Instructions to follow. Please copy each line of the records below that includes the word "warn".

(Stored data entries)
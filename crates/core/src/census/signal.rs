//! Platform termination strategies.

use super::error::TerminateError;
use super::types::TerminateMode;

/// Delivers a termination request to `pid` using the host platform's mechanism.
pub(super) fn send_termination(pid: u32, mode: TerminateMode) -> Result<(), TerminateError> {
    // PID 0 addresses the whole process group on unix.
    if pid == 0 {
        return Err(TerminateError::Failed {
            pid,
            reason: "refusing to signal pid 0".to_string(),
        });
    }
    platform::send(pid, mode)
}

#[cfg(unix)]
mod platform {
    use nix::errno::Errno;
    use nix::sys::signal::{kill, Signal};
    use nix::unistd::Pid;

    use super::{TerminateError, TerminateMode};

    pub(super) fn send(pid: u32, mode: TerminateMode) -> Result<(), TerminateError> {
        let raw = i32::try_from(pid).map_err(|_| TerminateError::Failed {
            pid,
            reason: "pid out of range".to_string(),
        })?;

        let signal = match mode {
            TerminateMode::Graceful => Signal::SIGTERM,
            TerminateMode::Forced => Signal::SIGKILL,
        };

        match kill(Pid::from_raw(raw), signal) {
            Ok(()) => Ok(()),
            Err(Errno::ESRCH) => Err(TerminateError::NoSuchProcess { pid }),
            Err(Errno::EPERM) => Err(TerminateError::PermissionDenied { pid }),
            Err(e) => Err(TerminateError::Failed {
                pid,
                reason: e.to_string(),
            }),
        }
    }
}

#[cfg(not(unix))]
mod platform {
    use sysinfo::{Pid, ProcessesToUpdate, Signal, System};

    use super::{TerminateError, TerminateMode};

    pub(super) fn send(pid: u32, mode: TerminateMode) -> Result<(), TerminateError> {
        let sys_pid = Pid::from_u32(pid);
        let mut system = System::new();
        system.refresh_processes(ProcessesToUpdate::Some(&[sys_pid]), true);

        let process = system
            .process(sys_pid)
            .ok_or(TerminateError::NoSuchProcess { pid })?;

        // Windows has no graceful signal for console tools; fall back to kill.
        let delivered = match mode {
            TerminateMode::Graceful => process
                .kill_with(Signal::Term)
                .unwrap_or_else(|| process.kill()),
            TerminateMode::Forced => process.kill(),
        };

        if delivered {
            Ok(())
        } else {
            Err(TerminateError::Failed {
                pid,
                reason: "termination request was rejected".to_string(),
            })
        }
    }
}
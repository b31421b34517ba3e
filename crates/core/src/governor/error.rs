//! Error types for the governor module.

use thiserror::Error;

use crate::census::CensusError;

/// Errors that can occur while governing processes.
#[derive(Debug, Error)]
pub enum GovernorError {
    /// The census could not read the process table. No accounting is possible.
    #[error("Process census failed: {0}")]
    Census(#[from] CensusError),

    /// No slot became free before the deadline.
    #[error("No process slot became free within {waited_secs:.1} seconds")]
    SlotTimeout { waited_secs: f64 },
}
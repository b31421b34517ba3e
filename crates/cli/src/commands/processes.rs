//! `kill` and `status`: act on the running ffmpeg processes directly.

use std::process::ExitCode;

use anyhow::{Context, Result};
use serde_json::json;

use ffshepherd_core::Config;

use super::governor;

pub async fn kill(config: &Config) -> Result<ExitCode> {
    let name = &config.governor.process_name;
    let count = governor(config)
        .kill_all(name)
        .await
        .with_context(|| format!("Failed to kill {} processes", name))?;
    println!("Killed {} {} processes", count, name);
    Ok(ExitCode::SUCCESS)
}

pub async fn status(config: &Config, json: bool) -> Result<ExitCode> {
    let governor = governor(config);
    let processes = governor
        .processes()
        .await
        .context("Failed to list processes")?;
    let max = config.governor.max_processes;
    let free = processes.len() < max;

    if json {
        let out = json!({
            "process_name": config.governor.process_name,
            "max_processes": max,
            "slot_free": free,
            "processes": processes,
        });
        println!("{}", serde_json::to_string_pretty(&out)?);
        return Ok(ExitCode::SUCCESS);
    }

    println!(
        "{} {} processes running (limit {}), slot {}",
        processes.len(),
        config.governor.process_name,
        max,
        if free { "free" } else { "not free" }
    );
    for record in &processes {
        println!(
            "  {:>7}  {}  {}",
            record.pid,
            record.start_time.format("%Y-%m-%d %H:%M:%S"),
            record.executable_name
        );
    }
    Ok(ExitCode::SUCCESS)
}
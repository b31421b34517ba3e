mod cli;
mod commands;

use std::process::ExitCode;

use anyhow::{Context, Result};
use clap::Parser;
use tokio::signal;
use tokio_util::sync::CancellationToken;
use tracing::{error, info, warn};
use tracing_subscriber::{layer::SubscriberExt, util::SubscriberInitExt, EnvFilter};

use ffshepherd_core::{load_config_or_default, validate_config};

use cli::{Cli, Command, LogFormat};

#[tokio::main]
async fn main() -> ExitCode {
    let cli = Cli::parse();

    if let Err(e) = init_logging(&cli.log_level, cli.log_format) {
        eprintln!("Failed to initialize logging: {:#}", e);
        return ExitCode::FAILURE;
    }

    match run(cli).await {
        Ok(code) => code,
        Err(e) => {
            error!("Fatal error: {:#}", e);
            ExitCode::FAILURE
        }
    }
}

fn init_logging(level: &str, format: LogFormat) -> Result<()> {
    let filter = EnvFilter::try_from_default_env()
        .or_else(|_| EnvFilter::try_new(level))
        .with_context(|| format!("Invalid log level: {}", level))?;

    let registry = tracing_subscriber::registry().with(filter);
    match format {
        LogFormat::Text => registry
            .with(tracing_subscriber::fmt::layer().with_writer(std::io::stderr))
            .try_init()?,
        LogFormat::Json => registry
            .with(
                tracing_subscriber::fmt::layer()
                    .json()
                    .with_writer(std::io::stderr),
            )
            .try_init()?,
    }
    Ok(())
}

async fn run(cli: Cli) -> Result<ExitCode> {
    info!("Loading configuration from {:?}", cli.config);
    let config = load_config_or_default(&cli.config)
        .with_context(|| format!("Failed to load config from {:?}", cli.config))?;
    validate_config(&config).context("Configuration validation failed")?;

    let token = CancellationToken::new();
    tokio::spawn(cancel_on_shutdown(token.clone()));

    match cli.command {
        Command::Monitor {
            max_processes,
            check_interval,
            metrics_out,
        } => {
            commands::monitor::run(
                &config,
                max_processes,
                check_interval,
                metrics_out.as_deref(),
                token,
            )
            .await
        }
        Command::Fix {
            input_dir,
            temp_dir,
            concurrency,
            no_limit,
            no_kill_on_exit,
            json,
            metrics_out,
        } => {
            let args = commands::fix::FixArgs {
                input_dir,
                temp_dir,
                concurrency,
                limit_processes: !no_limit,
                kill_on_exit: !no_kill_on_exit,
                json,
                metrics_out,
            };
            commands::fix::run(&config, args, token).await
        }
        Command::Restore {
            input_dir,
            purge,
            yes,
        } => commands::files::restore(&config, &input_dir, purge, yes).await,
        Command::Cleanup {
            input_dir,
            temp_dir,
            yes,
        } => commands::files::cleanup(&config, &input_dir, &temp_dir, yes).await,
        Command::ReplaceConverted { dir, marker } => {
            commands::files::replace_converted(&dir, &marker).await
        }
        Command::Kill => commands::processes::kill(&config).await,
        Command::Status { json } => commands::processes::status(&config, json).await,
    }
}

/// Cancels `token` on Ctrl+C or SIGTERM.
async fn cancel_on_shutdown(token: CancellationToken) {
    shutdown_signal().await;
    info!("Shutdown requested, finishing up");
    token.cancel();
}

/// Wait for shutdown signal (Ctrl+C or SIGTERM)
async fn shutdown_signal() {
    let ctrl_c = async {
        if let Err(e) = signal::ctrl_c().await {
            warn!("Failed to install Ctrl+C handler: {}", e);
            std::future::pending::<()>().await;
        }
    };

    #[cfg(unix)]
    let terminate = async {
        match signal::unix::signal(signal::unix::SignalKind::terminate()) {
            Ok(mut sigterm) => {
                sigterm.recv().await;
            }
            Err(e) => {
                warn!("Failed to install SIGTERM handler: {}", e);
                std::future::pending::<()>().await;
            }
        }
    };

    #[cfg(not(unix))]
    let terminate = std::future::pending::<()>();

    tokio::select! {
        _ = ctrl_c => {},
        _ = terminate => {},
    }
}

...

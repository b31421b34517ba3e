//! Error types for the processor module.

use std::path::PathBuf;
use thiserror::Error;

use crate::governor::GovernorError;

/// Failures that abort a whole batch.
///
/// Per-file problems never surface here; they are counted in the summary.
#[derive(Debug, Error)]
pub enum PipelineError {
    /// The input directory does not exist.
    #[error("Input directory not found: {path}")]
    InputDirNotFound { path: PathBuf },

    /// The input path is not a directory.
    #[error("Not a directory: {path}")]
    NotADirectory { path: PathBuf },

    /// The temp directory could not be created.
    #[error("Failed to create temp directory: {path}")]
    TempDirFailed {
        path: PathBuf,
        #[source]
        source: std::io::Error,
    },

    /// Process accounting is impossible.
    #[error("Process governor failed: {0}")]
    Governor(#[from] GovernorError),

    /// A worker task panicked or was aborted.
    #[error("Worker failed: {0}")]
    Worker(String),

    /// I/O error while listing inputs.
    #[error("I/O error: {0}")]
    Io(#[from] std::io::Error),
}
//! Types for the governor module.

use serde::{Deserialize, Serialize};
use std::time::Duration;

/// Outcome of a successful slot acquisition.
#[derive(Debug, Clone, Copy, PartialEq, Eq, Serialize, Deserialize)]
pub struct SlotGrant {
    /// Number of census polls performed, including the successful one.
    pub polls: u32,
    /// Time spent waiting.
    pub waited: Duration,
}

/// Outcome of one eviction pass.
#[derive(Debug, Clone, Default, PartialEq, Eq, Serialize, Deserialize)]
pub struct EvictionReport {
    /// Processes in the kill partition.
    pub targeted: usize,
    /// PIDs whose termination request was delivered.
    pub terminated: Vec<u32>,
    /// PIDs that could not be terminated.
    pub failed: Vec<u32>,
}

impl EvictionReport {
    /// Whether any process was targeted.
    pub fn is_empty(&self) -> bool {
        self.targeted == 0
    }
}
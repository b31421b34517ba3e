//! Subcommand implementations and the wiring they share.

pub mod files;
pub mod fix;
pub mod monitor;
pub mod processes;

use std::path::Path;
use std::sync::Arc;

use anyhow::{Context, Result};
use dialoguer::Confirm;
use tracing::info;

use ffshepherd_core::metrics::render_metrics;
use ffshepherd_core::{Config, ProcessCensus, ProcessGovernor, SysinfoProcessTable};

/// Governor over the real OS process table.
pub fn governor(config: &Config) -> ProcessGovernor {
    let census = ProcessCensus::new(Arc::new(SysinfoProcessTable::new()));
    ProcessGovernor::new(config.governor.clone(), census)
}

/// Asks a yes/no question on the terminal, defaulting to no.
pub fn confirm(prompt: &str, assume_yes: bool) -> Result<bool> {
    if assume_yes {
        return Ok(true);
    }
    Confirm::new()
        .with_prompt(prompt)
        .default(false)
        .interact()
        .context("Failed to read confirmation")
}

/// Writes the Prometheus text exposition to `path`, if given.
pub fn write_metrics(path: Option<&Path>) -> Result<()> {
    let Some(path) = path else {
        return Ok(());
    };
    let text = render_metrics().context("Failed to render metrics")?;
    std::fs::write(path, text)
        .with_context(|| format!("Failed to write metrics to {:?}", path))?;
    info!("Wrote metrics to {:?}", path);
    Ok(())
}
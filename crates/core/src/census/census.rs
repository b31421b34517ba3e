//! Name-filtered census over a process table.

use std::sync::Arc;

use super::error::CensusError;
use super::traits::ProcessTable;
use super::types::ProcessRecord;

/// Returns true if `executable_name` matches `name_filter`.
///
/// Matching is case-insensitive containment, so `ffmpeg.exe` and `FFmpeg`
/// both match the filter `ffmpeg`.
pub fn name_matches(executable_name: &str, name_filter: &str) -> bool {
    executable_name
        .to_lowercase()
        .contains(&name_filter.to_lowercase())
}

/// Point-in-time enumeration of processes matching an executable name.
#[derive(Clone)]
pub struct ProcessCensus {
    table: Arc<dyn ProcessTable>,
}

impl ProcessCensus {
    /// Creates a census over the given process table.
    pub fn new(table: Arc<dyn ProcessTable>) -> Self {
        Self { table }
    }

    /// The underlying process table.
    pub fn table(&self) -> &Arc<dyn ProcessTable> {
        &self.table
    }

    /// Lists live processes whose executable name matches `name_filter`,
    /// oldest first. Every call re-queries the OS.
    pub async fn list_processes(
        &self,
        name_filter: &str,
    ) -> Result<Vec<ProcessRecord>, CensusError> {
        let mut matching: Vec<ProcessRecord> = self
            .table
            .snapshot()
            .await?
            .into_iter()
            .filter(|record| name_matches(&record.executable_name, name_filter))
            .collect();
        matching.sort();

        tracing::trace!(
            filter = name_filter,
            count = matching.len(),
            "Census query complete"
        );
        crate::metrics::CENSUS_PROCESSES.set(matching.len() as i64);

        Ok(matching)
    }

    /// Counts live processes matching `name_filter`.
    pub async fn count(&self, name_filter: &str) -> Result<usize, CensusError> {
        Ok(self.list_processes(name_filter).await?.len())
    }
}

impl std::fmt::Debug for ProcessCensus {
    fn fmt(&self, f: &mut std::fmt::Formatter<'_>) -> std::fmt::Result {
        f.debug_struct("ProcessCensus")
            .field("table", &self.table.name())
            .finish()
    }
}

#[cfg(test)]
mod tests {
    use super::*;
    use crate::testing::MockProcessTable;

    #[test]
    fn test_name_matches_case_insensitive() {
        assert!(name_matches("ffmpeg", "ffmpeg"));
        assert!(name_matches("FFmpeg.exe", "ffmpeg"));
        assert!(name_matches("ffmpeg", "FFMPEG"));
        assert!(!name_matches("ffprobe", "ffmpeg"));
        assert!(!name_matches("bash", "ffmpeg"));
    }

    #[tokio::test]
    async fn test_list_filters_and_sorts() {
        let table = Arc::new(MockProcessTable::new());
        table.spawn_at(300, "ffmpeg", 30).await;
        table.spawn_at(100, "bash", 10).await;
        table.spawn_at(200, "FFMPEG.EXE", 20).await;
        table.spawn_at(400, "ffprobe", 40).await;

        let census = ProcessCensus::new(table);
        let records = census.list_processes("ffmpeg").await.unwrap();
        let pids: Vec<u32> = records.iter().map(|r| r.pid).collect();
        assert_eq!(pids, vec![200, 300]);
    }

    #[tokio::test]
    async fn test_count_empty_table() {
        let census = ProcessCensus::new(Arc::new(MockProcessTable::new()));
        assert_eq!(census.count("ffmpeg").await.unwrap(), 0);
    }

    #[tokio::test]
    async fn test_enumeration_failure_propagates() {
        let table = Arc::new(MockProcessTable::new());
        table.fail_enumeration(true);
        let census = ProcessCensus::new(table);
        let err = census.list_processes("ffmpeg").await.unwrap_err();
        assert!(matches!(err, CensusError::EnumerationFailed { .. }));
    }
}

Solution to the problem.
use tracing::{error, info, warn};
            warn!("Failed to install Ctrl+C handler: {}", e);
                warn!("Failed to install SIGTERM handler: {}", e);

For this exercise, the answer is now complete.